Every line of the material that includes the word "StoreConfig" is to be shown.

RECORDS SUPPLIED:
++++++++++
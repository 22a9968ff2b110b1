//! ciboard-core - Core library for ciboard
//!
//! Provides the query-result cache, invalidation coordinator, and
//! multi-process metrics shards/aggregation for the dashboard backend.

pub mod error;
pub mod fingerprint;
pub mod invalidation;
pub mod metrics;
pub mod query_cache;
pub mod store;

pub use error::CoreError;
pub use fingerprint::fingerprint;
pub use invalidation::{
    InvalidationCoordinator, InvalidationEvent, InvalidationScope, NamespaceRoutes,
};
pub use metrics::{
    AggregatedSnapshot, AggregatorConfig, MetricSample, MetricsAggregator, MetricsShard,
    ShardWriter, SnapshotHandle,
};
pub use query_cache::QueryCache;
pub use store::{StoreConfig, TtlStore};
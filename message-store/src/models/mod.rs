mod message_kind;
mod message_query;
mod message_record;
mod message_stats;

pub use message_kind::MessageKind;
pub use message_query::{MessageQuery, QueryResult};
pub use message_record::MessageRecord;
pub use message_stats::MessageStats;
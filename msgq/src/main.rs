//! msgq: look up messages by type or id. Config from env and optional CLI args.

use anyhow::Result;
use clap::Parser;
use msgq::{init_tracing, run, Cli, StoreConfig};

fn main() -> Result<()> {
    dotenvy::dotenv().ok();

    let cli = Cli::parse();
    let config = StoreConfig::load(cli.file.clone())?;
    init_tracing(config.log_file.as_deref())?;

    let repo = config.open_repository()?;
    let output = run(&cli.command, &repo)?;
    println!("{}", output);
    Ok(())
}
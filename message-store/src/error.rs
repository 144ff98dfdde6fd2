//! Storage error types.
//!
//! Returned when loading records or parsing a message kind. Lookups never fail.

use thiserror::Error;

/// Errors that can occur when building a repository or parsing query input.
#[derive(Error, Debug)]
pub enum StorageError {
    #[error("IO error: {0}")]
    Io(#[from] std::io::Error),
    #[error("Parse error: {0}")]
    Parse(#[from] serde_json::Error),
    #[error("Unknown message type: {0}")]
    UnknownKind(String),
}
//! Message record model.
//!
//! JSON shape is `{ "id": 1, "type": "Image", "msg": "..." }`.

use serde::{Deserialize, Serialize};

use super::MessageKind;

#[derive(Debug, Clone, PartialEq, Eq, Serialize, Deserialize)]
pub struct MessageRecord {
    pub id: i64,
    #[serde(rename = "type")]
    pub message_type: MessageKind,
    #[serde(rename = "msg")]
    pub content: String,
}

impl MessageRecord {
    pub fn new(id: i64, message_type: MessageKind, content: impl Into<String>) -> Self {
        Self {
            id,
            message_type,
            content: content.into(),
        }
    }
}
++++++++++
OUTPUT OF THE EXERCISE:
pub use store::{StoreConfig, TtlStore};
use msgq::{init_tracing, run, Cli, StoreConfig};
    let config = StoreConfig::load(cli.file.clone())?;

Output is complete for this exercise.